## Exercise prompt:
Extract the data exactly, missing nothing.

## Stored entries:
Start of Block

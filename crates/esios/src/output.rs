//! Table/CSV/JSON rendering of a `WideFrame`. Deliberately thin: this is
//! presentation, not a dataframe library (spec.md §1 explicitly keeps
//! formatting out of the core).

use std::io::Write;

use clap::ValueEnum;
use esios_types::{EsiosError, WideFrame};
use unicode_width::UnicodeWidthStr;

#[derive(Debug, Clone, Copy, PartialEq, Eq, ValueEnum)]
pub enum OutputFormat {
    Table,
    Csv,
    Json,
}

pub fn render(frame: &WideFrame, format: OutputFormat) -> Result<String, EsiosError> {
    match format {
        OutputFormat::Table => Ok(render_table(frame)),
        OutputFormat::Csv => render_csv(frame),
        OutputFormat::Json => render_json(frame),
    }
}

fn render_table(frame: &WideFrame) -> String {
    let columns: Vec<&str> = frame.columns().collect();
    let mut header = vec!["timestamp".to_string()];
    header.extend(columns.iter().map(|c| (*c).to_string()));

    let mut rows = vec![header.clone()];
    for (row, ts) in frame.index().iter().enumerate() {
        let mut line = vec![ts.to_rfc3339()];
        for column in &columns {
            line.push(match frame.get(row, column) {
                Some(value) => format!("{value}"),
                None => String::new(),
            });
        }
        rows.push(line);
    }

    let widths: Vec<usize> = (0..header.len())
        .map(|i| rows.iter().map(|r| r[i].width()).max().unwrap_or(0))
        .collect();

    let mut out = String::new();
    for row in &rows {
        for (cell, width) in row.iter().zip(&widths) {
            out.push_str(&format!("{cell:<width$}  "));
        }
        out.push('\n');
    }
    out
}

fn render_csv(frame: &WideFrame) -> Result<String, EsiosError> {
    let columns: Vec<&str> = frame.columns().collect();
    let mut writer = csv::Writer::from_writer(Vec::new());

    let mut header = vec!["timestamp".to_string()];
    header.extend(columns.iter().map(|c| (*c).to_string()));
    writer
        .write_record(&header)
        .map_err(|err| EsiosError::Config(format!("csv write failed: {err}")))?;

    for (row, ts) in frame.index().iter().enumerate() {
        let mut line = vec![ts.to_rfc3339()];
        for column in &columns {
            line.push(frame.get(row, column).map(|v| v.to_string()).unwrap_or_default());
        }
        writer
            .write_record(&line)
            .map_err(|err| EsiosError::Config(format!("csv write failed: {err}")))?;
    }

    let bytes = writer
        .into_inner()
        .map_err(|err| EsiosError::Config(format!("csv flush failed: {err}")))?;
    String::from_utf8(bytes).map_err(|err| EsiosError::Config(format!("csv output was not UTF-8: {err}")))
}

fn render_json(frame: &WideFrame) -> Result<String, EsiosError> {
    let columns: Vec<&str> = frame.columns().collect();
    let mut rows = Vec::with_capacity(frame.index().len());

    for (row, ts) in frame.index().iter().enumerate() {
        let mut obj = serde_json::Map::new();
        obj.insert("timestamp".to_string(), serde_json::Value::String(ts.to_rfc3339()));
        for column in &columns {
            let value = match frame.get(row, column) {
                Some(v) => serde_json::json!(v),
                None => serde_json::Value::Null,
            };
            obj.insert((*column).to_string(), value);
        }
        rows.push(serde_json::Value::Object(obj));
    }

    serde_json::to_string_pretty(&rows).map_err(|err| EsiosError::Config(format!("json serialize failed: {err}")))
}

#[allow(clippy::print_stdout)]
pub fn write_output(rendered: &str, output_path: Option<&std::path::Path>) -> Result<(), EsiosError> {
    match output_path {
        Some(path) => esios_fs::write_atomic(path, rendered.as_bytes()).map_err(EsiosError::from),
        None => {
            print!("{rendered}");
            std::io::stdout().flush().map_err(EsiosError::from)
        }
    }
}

End of Block

## Solved exercise:
filename crates/esios/src/output.rs
//! Table/CSV/JSON rendering of a `WideFrame`. Deliberately thin: this is
//! presentation, not a dataframe library (spec.md §1 explicitly keeps
//! formatting out of the core).

use std::io::Write;

use clap::ValueEnum;
use esios_types::{EsiosError, WideFrame};
use unicode_width::UnicodeWidthStr;

#[derive(Debug, Clone, Copy, PartialEq, Eq, ValueEnum)]
pub enum OutputFormat {
    Table,
    Csv,
    Json,
}

pub fn render(frame: &WideFrame, format: OutputFormat) -> Result<String, EsiosError> {
    match format {
        OutputFormat::Table => Ok(render_table(frame)),
        OutputFormat::Csv => render_csv(frame),
        OutputFormat::Json => render_json(frame),
    }
}

fn render_table(frame: &WideFrame) -> String {
    let columns: Vec<&str> = frame.columns().collect();
    let mut header = vec!["timestamp".to_string()];
    header.extend(columns.iter().map(|c| (*c).to_string()));

    let mut rows = vec![header.clone()];
    for (row, ts) in frame.index().iter().enumerate() {
        let mut line = vec![ts.to_rfc3339()];
        for column in &columns {
            line.push(match frame.get(row, column) {
                Some(value) => format!("{value}"),
                None => String::new(),
            });
        }
        rows.push(line);
    }

    let widths: Vec<usize> = (0..header.len())
        .map(|i| rows.iter().map(|r| r[i].width()).max().unwrap_or(0))
        .collect();

    let mut out = String::new();
    for row in &rows {
        for (cell, width) in row.iter().zip(&widths) {
            out.push_str(&format!("{cell:<width$}  "));
        }
        out.push('\n');
    }
    out
}

fn render_csv(frame: &WideFrame) -> Result<String, EsiosError> {
    let columns: Vec<&str> = frame.columns().collect();
    let mut writer = csv::Writer::from_writer(Vec::new());

    let mut header = vec!["timestamp".to_string()];
    header.extend(columns.iter().map(|c| (*c).to_string()));
    writer
        .write_record(&header)
        .map_err(|err| EsiosError::Config(format!("csv write failed: {err}")))?;

    for (row, ts) in frame.index().iter().enumerate() {
        let mut line = vec![ts.to_rfc3339()];
        for column in &columns {
            line.push(frame.get(row, column).map(|v| v.to_string()).unwrap_or_default());
        }
        writer
            .write_record(&line)
            .map_err(|err| EsiosError::Config(format!("csv write failed: {err}")))?;
    }

    let bytes = writer
        .into_inner()
        .map_err(|err| EsiosError::Config(format!("csv flush failed: {err}")))?;
    String::from_utf8(bytes).map_err(|err| EsiosError::Config(format!("csv output was not UTF-8: {err}")))
}

fn render_json(frame: &WideFrame) -> Result<String, EsiosError> {
    let columns: Vec<&str> = frame.columns().collect();
    let mut rows = Vec::with_capacity(frame.index().len());

    for (row, ts) in frame.index().iter().enumerate() {
        let mut obj = serde_json::Map::new();
        obj.insert("timestamp".to_string(), serde_json::Value::String(ts.to_rfc3339()));
        for column in &columns {
            let value = match frame.get(row, column) {
                Some(v) => serde_json::json!(v),
                None => serde_json::Value::Null,
            };
            obj.insert((*column).to_string(), value);
        }
        rows.push(serde_json::Value::Object(obj));
    }

    serde_json::to_string_pretty(&rows).map_err(|err| EsiosError::Config(format!("json serialize failed: {err}")))
}

#[allow(clippy::print_stdout)]
pub fn write_output(rendered: &str, output_path: Option<&std::path::Path>) -> Result<(), EsiosError> {
    match output_path {
        Some(path) => esios_fs::write_atomic(path, rendered.as_bytes()).map_err(EsiosError::from),
        None => {
            print!("{rendered}");
            std::io::stdout().flush().map_err(EsiosError::from)
        }
    }
}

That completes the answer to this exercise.